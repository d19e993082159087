//! # Ports Layer
//!
//! Trait definitions for the hexagonal architecture.
//! - **Inbound (Driving)**: the signature operation callers drive
//! - **Outbound (Driven)**: the token primitives the engine needs

pub mod inbound;
pub mod outbound;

■ To do
Your response should consist of the full listing, repeated exactly.

■ Written reply
repository d19e993082159087
//! # Ports Layer
//!
//! Trait definitions for the hexagonal architecture.
//! - **Inbound (Driving)**: the signature operation callers drive
//! - **Outbound (Driven)**: the token primitives the engine needs

pub mod inbound;
pub mod outbound;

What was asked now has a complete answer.